# REQUIRED ACTION
In the entries, find all lines that hold the word "take" and copy them.

# DATASET RECORDS

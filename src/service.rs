//! Query Service
//!
//! The external operations: translate, translate-and-execute, execute-raw,
//! list-schema, get-enum and Kusto generation. Each returns a serializable
//! response; failures are reported inside the response, never as `Err`.

use crate::config::Config;
use crate::error::{QueryError, Result};
use crate::execution::{check_statement, ErrorClass, ErrorClassifier, ExecutionClient, QueryResult};
use crate::kusto::{validate_kusto, KustoQuery, KustoTemplate, KustoValidation};
use crate::schema::{Catalog, ColumnMeta, EnumDefinition};
use crate::translate::{Dialect, ParameterizedQuery, TableMatch, Translation, Translator};
use chrono::NaiveDate;
use itertools::Itertools;
use serde::Serialize;
use std::sync::Arc;
use tokio::sync::OnceCell;
use tracing::{info, warn};

pub const TRANSLATION_SUGGESTIONS: &[&str] = &[
    "Try asking about products, or request counts",
    "Include specific dates like '2024-01' or time periods",
    "Mention specific products like 'Python-SDK' or 'Java Fluent Premium'",
    "Ask for top/bottom N results",
    "Filter by providers like 'Microsoft.Compute' or OS like 'Windows'",
];

/// Field name → enum definition
const ENUM_FIELDS: &[(&str, &str)] = &[
    ("product", "Product"),
    ("trackinfo", "TrackInfo"),
    ("track", "TrackInfo"),
    ("httpmethod", "HttpMethod"),
    ("method", "HttpMethod"),
    ("os", "OS"),
    ("operatingsystem", "OS"),
];

/// Fields that take any value the database holds
const OPEN_FIELDS: &[(&str, &str)] = &[
    ("provider", "Azure resource provider names (e.g., Microsoft.Compute, Microsoft.Storage, etc.)"),
    ("resource", "Azure resource types (e.g., virtualMachines, storageAccounts, etc.)"),
    ("apiversion", "Azure API versions (e.g., 2021-04-01, 2020-12-01, etc.)"),
];

const SUGGESTION_THRESHOLD: f64 = 0.8;
const MAX_SUGGESTIONS: usize = 3;

#[derive(Debug, Clone, Serialize)]
pub struct TranslateResponse {
    pub success: bool,
    pub question: String,
    #[serde(skip_serializing_if = "Option::is_none")]
    pub table: Option<String>,
    #[serde(skip_serializing_if = "Option::is_none")]
    pub matched_by: Option<TableMatch>,
    #[serde(skip_serializing_if = "Vec::is_empty")]
    pub columns: Vec<String>,
    /// Empty when every row passes
    #[serde(skip_serializing_if = "Option::is_none")]
    pub where_clause: Option<String>,
    #[serde(skip_serializing_if = "Option::is_none")]
    pub order_clause: Option<String>,
    #[serde(skip_serializing_if = "Option::is_none")]
    pub limit: Option<u32>,
    #[serde(skip_serializing_if = "Option::is_none")]
    pub sql: Option<String>,
    #[serde(skip_serializing_if = "Option::is_none")]
    pub parameterized: Option<ParameterizedQuery>,
    #[serde(skip_serializing_if = "Option::is_none")]
    pub error: Option<ErrorClass>,
    #[serde(skip_serializing_if = "Option::is_none")]
    pub error_message: Option<String>,
    #[serde(skip_serializing_if = "Vec::is_empty")]
    pub suggestions: Vec<String>,
    /// Set when the generated query would be refused at execution
    #[serde(skip_serializing_if = "Vec::is_empty")]
    pub warnings: Vec<String>,
}

impl TranslateResponse {
    fn from_translation(translation: Translation) -> Self {
        let intent = &translation.intent;
        let where_clause = (!intent.predicate.is_tautology())
            .then(|| intent.predicate.render(Dialect::Sql));
        let order_clause = intent
            .order
            .as_ref()
            .map(|o| format!("ORDER BY {} {}", o.column, o.direction.as_sql()));
        let warnings = match check_statement(&translation.sql) {
            Ok(()) => Vec::new(),
            Err(e) => vec![format!("{}; translate-and-execute will refuse this query", e)],
        };

        Self {
            success: true,
            table: Some(intent.table.clone()),
            matched_by: Some(translation.resolution.matched_by.clone()),
            columns: intent.columns.clone(),
            where_clause,
            order_clause,
            limit: intent.limit,
            sql: Some(translation.sql.clone()),
            parameterized: Some(translation.parameterized.clone()),
            error: None,
            error_message: None,
            suggestions: Vec::new(),
            warnings,
            question: translation.question,
        }
    }

    fn failure(question: &str, class: ErrorClass, message: String) -> Self {
        Self {
            success: false,
            question: question.to_string(),
            table: None,
            matched_by: None,
            columns: Vec::new(),
            where_clause: None,
            order_clause: None,
            limit: None,
            sql: None,
            parameterized: None,
            error: Some(class),
            error_message: Some(message),
            suggestions: TRANSLATION_SUGGESTIONS.iter().map(|s| s.to_string()).collect(),
            warnings: Vec::new(),
        }
    }
}

#[derive(Debug, Clone, Serialize)]
pub struct AskResponse {
    pub success: bool,
    pub translation: TranslateResponse,
    #[serde(skip_serializing_if = "Option::is_none")]
    pub result: Option<QueryResult>,
}

#[derive(Debug, Clone, Serialize)]
pub struct ColumnSummary {
    pub name: String,
    #[serde(flatten)]
    pub meta: ColumnMeta,
}

#[derive(Debug, Clone, Serialize)]
pub struct TableSummary {
    pub name: String,
    pub enabled: bool,
    pub description: String,
    pub columns: Vec<ColumnSummary>,
}

#[derive(Debug, Clone, Serialize)]
pub struct SchemaResponse {
    pub table_count: usize,
    pub enabled_count: usize,
    pub tables: Vec<TableSummary>,
    pub enums: Vec<EnumDefinition>,
}

#[derive(Debug, Clone, Default, Serialize)]
pub struct EnumResponse {
    pub success: bool,
    pub field_name: String,
    #[serde(skip_serializing_if = "Vec::is_empty")]
    pub enum_values: Vec<String>,
    pub count: usize,
    #[serde(skip_serializing_if = "Option::is_none")]
    pub description: Option<String>,
    #[serde(skip_serializing_if = "Option::is_none")]
    pub message: Option<String>,
    #[serde(skip_serializing_if = "Option::is_none")]
    pub error: Option<String>,
    #[serde(skip_serializing_if = "Vec::is_empty")]
    pub available_fields: Vec<String>,
    /// Closest known fields to an unknown one
    #[serde(skip_serializing_if = "Vec::is_empty")]
    pub suggestions: Vec<String>,
}

#[derive(Debug, Clone, Serialize)]
pub struct KustoResponse {
    #[serde(flatten)]
    pub query: KustoQuery,
    pub validation: KustoValidation,
}

pub struct QueryService {
    translator: Translator,
    kusto: KustoTemplate,
    client: OnceCell<Arc<ExecutionClient>>,
    /// Settings for building the client on first execution
    config: Option<Config>,
    classifier: ErrorClassifier,
}

impl QueryService {
    pub fn new(catalog: Arc<Catalog>, client: Arc<ExecutionClient>) -> Self {
        Self {
            translator: Translator::new(catalog),
            kusto: KustoTemplate::new(),
            client: OnceCell::new_with(Some(client)),
            config: None,
            classifier: ErrorClassifier::new(),
        }
    }

    /// Service whose execution client is built from `config` when a query first runs
    pub fn with_config(catalog: Arc<Catalog>, config: Config) -> Self {
        Self {
            translator: Translator::new(catalog),
            kusto: KustoTemplate::new(),
            client: OnceCell::new(),
            config: Some(config),
            classifier: ErrorClassifier::new(),
        }
    }

    /// Pin "today" for both SQL and Kusto rendering
    pub fn with_reference_date(mut self, date: NaiveDate) -> Self {
        self.translator = self.translator.with_reference_date(date);
        self.kusto = self.kusto.with_reference_date(date);
        self
    }

    pub fn catalog(&self) -> &Catalog {
        self.translator.catalog()
    }

    /// The execution client, if one has been created
    pub fn client(&self) -> Option<&Arc<ExecutionClient>> {
        self.client.get()
    }

    async fn execution_client(&self) -> Result<&Arc<ExecutionClient>> {
        self.client
            .get_or_try_init(|| async {
                match &self.config {
                    Some(config) => ExecutionClient::from_config(config).map(Arc::new),
                    None => Err(QueryError::Config(
                        "no execution client configured".to_string(),
                    )),
                }
            })
            .await
    }

    async fn run(&self, sql: &str) -> QueryResult {
        match self.execution_client().await {
            Ok(client) => client.execute(sql).await,
            Err(e) => {
                warn!("❌ Could not create execution client: {}", e);
                QueryResult::failure(sql, self.classifier.classify(&e), e.to_string(), None)
            }
        }
    }

    /// The would-be query and its components, without executing
    pub fn translate(&self, question: &str) -> TranslateResponse {
        match self.translator.translate(question) {
            Ok(translation) => TranslateResponse::from_translation(translation),
            Err(e) => {
                warn!("⚠️  Could not translate {:?}: {}", question, e);
                TranslateResponse::failure(question, self.classifier.classify(&e), e.to_string())
            }
        }
    }

    pub async fn translate_and_execute(&self, question: &str) -> AskResponse {
        let translation = self.translate(question);
        let sql = match &translation.sql {
            Some(sql) if translation.success => sql.clone(),
            _ => {
                return AskResponse {
                    success: false,
                    translation,
                    result: None,
                }
            }
        };

        let result = self.run(&sql).await;
        AskResponse {
            success: result.success,
            translation,
            result: Some(result),
        }
    }

    /// Run caller-supplied SQL; it goes through the same statement check
    pub async fn execute_raw(&self, sql: &str) -> QueryResult {
        info!("📊 Executing raw query");
        self.run(sql).await
    }

    pub fn list_schema(&self) -> SchemaResponse {
        let catalog = self.catalog();
        let tables: Vec<TableSummary> = catalog
            .tables()
            .iter()
            .map(|table| TableSummary {
                name: table.name.clone(),
                enabled: table.enabled,
                description: table.description.clone(),
                columns: table
                    .columns
                    .iter()
                    .map(|column| ColumnSummary {
                        name: column.clone(),
                        meta: table.meta(column).cloned().unwrap_or_default(),
                    })
                    .collect(),
            })
            .collect();

        SchemaResponse {
            table_count: tables.len(),
            enabled_count: tables.iter().filter(|t| t.enabled).count(),
            tables,
            enums: catalog.enums().to_vec(),
        }
    }

    pub fn get_enum(&self, field_name: &str) -> EnumResponse {
        let field = field_name.trim().to_lowercase();
        let catalog = self.catalog();

        if let Some((_, enum_name)) = ENUM_FIELDS.iter().find(|(f, _)| *f == field) {
            let values = catalog.get_enum(enum_name);
            if !values.is_empty() {
                return EnumResponse {
                    success: true,
                    field_name: field_name.to_string(),
                    count: values.len(),
                    enum_values: values,
                    ..Default::default()
                };
            }
        }

        if let Some((_, description)) = OPEN_FIELDS.iter().find(|(f, _)| *f == field) {
            return EnumResponse {
                success: true,
                field_name: field_name.to_string(),
                description: Some(description.to_string()),
                message: Some(format!(
                    "No enum restriction for {}; any value in the database is accepted",
                    field_name
                )),
                ..Default::default()
            };
        }

        let definition = catalog
            .definitions()
            .iter()
            .find(|(name, meta)| name.to_lowercase() == field && meta.enum_values.is_some());
        if let Some((name, meta)) = definition {
            let values = meta.enum_values.clone().unwrap_or_default();
            return EnumResponse {
                success: true,
                field_name: name.clone(),
                count: values.len(),
                enum_values: values,
                description: (!meta.description.is_empty()).then(|| meta.description.clone()),
                ..Default::default()
            };
        }

        let available_fields: Vec<String> = ENUM_FIELDS
            .iter()
            .chain(OPEN_FIELDS.iter())
            .map(|(f, _)| f.to_string())
            .collect();
        let suggestions = closest_fields(&field, &available_fields, catalog);
        warn!("⚠️  No enum information for field {}", field_name);

        EnumResponse {
            success: false,
            field_name: field_name.to_string(),
            error: Some(format!("No enum information found for field '{}'", field_name)),
            available_fields,
            suggestions,
            ..Default::default()
        }
    }

    pub fn generate_kusto(&self, question: &str) -> KustoResponse {
        let query = self.kusto.generate(question);
        let validation = validate_kusto(&query.kql);
        if !validation.valid {
            warn!("⚠️  Generated Kusto query failed validation: {:?}", validation.errors);
        }
        info!("📊 Generated {:?} Kusto query ({} lines)", query.kind, validation.line_count);
        KustoResponse { query, validation }
    }
}

/// Known fields and enum definitions ranked by Jaro-Winkler similarity
fn closest_fields(field: &str, available: &[String], catalog: &Catalog) -> Vec<String> {
    available
        .iter()
        .cloned()
        .chain(catalog.enums().iter().map(|e| e.name.clone()))
        .map(|name| (strsim::jaro_winkler(field, &name.to_lowercase()), name))
        .filter(|(score, _)| *score >= SUGGESTION_THRESHOLD)
        .sorted_by(|a, b| b.0.partial_cmp(&a.0).unwrap_or(std::cmp::Ordering::Equal))
        .map(|(_, name)| name)
        .unique_by(|name| name.to_lowercase())
        .take(MAX_SUGGESTIONS)
        .collect()
}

# RESPONSE TO THE TASK
/// Fields that take any value the database holds
        .take(MAX_SUGGESTIONS)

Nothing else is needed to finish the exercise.